Kilee Brookbank (born June 2, 1998) is an American burn survivor, author and fundraiser for burn treatment from Georgetown, Ohio. She is the author of the books Beautiful Scars and Digger the Hero Dog and the founder of the nonprofit Kilee Gives Back Foundation.

==Accident==
On November 10, 2014, Brookbank suffered burns on 45 percent of her body when her home erupted in flames caused by a gas leak. Kilee had returned from Ripley-Union-Lewis-Huntington High School and smelled a foul odor. When she lit a candle to cover the smell, the house exploded around her. Brookbank was knocked out in the explosion but came to after persistent barking by her dog. She ran outside and was helped by neighbors.

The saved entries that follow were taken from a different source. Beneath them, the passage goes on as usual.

//! # 报销记录数据模型
//!
//! 定义表头词表、表头定位结果与规范化后的七字段记录。
//!
//! ## 依赖关系
//! - 被 `parsers/header.rs`, `parsers/normalize.rs` 使用
//! - 被 `delivery/` 和 `commands/` 使用

use serde::{Deserialize, Serialize};
use std::collections::HashMap;

/// 已知的表头布局
#[derive(Debug, Clone, Copy, PartialEq, Eq, Hash)]
pub enum HeaderVocabulary {
    /// 费用明细表
    Primary,
    /// 差旅明细表
    Alternative,
}

impl HeaderVocabulary {
    /// 按优先级排列：同一行两者都满足时取 Primary
    pub const ALL: [HeaderVocabulary; 2] = [HeaderVocabulary::Primary, HeaderVocabulary::Alternative];

    /// 该布局要求出现的全部表头
    pub fn labels(self) -> &'static [&'static str; 6] {
        match self {
            HeaderVocabulary::Primary => &["序号", "摘要", "费用类型", "明细费用类型", "借方科目", "金额"],
            HeaderVocabulary::Alternative => &["序号", "日期", "出发地点", "到达地点", "用途", "报销金额"],
        }
    }

    /// 行文本集合是否包含全部表头
    pub fn is_satisfied_by(self, texts: &[String]) -> bool {
        self.labels()
            .iter()
            .all(|label| texts.iter().any(|t| t == label))
    }
}

impl std::fmt::Display for HeaderVocabulary {
    fn fmt(&self, f: &mut std::fmt::Formatter<'_>) -> std::fmt::Result {
        match self {
            HeaderVocabulary::Primary => write!(f, "primary"),
            HeaderVocabulary::Alternative => write!(f, "alternative"),
        }
    }
}

/// 表头定位结果
#[derive(Debug, Clone, PartialEq, Eq)]
pub struct HeaderMatch {
    /// 表头行在表格中的下标
    pub row_index: usize,
    /// 表头文本 → 列下标（重复表头以后出现者为准）
    pub columns: HashMap<String, usize>,
    /// 命中的布局
    pub vocabulary: HeaderVocabulary,
}

impl HeaderMatch {
    pub fn column(&self, label: &str) -> Option<usize> {
        self.columns.get(label).copied()
    }
}

/// 规范化记录
#[derive(Debug, Clone, PartialEq, Default, Serialize, Deserialize)]
pub struct Record {
    pub id: String,

    #[serde(rename = "序号")]
    pub seq: String,

    #[serde(rename = "摘要")]
    pub summary: String,

    #[serde(rename = "费用类型")]
    pub expense_type: String,

    #[serde(rename = "明细费用类型")]
    pub detail_type: String,

    #[serde(rename = "借方科目")]
    pub debit_account: String,

    #[serde(rename = "金额")]
    pub amount: f64,
}

impl Record {
    /// 输出列顺序，`id` 始终在最前
    pub const COLUMNS: [&'static str; 7] = ["id", "序号", "摘要", "费用类型", "明细费用类型", "借方科目", "金额"];

    /// 按 `COLUMNS` 顺序输出各字段文本
    pub fn values(&self) -> [String; 7] {
        [
            self.id.clone(),
            self.seq.clone(),
            self.summary.clone(),
            self.expense_type.clone(),
            self.detail_type.clone(),
            self.debit_account.clone(),
            format_amount(self.amount),
        ]
    }

    /// 全部字符串字段
    pub fn text_fields(&self) -> [&str; 6] {
        [
            self.id.as_str(),
            self.seq.as_str(),
            self.summary.as_str(),
            self.expense_type.as_str(),
            self.detail_type.as_str(),
            self.debit_account.as_str(),
        ]
    }
}

/// 金额的最短十进制表示（100.0 → "100"）
pub fn format_amount(amount: f64) -> String {
    format!("{}", amount)
}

Brookbank was taken to Shriners Hospitals for Children-Cincinnati, where she received treatment for 38 days, followed by extensive physical therapy. In January 2015, she returned to school, and in February she flew to Los Angeles to appear on The Doctors television program. During the segment, the producers surprised Brookbank with a visit from Justin Bieber.

==Advocacy==
Later that year, Brookbank and her family formed the Kilee Gives Back Foundation, which held the first Kilee Brookbank Celebrity Golf Tournament.

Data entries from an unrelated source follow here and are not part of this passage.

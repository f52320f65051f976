//! # extract 命令实现
//!
//! 对单个页面执行一次"立即提取"。
//!
//! ## 功能
//! - 读取页面（文件/标准输入/URL）
//! - 定位表头、规范化记录
//! - 以所选格式打印到标准输出
//! - 依次投递到剪贴板、远端收集服务、文件；每个通道单独报告
//!
//! ## 依赖关系
//! - 使用 `cli/extract.rs` 定义的参数
//! - 使用 `parsers/`, `delivery/`
//! - 使用 `utils/output.rs`, `utils/progress.rs`

use crate::cli::extract::{ExtractArgs, PrintFormat};
use crate::delivery::{self, clipboard, render, DeliveryPlan, RemoteSink, SystemClipboard};
use crate::error::Result;
use crate::models::Record;
use crate::parsers::{self, PageSelectors};
use crate::utils::{output, progress};

use std::time::Duration;

/// 执行 extract 命令
pub fn execute(args: ExtractArgs) -> Result<()> {
    let html = super::load_page(&args.input, args.timeout)?;

    let selectors = PageSelectors::from(&args.selectors);
    let extraction = parsers::extract_records(&html, &selectors)?;

    output::print_info(&format!(
        "Request '{}': {} record(s) from {} layout",
        extraction.request_id,
        extraction.records.len(),
        extraction.vocabulary
    ));

    print_records(&extraction.records, args.format)?;

    // 投递失败只报告，不影响提取结果
    let mut clipboard = if args.no_clipboard {
        None
    } else {
        let hold = Duration::from_secs(args.clipboard_hold);
        if let Some(notice) = clipboard::hold_notice(hold) {
            if hold.is_zero() {
                output::print_warning(&notice);
            } else {
                output::print_info(&notice);
            }
        }
        Some(SystemClipboard::open(hold))
    };

    let plan = DeliveryPlan {
        clipboard: clipboard
            .as_mut()
            .map(|cb| cb as &mut dyn delivery::ClipboardSink),
        remote: args
            .post
            .then(|| RemoteSink::new(args.endpoint.clone(), Duration::from_secs(args.timeout))),
        file: args.output.clone(),
    };

    let spinner = args.post.then(|| progress::create_spinner("Delivering records"));
    let outcomes = delivery::deliver(&extraction.records, plan);
    if let Some(pb) = spinner {
        pb.finish_and_clear();
    }

    let mut failed = 0;
    for (_, outcome) in &outcomes {
        match outcome {
            Ok(delivered) => output::print_success(&delivered.to_string()),
            Err(e) => {
                failed += 1;
                output::print_warning(&e.to_string());
            }
        }
    }

    if failed == 0 {
        output::print_done(&format!("Extracted {} record(s)", extraction.records.len()));
    } else {
        output::print_done(&format!(
            "Extracted {} record(s); {} of {} deliveries failed",
            extraction.records.len(),
            failed,
            outcomes.len()
        ));
    }

    Ok(())
}

/// 按格式打印记录到标准输出
fn print_records(records: &[Record], format: PrintFormat) -> Result<()> {
    match format {
        PrintFormat::Table => println!("{}", render::terminal_table(records)),
        PrintFormat::Tsv => println!("{}", render::flatten(records)),
        PrintFormat::Html => println!("{}", render::tabularize(records)),
        PrintFormat::Json => println!("{}", render::to_json(records)?),
        PrintFormat::Csv => render::write_csv(records, std::io::stdout().lock())?,
        PrintFormat::None => {}
    }
    Ok(())
}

In May 2016, Brookbank released her first book, Beautiful Scars, which detailed her recovery from her burns. A portion of the proceeds from the book were to be donated to Shriners Cincinnati. Brookbank embarked on a book tour of Shriners hospitals in Cincinnati, Sacramento, California, and Boston, where she met with other burn survivors and their families.

===Prom queen===
Also in May 2016, Brookbank was featured on Inside Edition, a segment that followed Brookbank to her high school prom, where she was chosen as prom queen. The segment was picked up by numerous major media outlets, including Seventeen, Yahoo! Style, PopSugar, AOL, Diply and Wimp.com.

==Later career==
Brookbank attended Xavier University in Cincinnati, majoring in communications.
In November 2016, Brookbank served as a patient ambassador representing Shriners Cincinnati at the Shriners Hospitals for Children Open in Las Vegas.

In April 2017, her book Beautiful Scars won the Benjamin Franklin Award for Best Inspirational Book, awarded by the Independent Book Publishers Association. Brookbank released an updated and revised edition, Beautiful Scars: A Life Redefined, in November 2017, and expects to release her first children’s book, Digger the Hero Dog, in May 2018.

In January 2018, Brookbank returned to The Doctors for a story update.

As of November 2020, Brookbank’s foundation had raised more than $343,000 for Shriners Cincinnati through its golf outing and other efforts, and the hospital had named a family suite in Brookbank’s honor.

On May 24, 2018, Brookbank was the commencement speaker at Luzerne County (Pa.) Community College.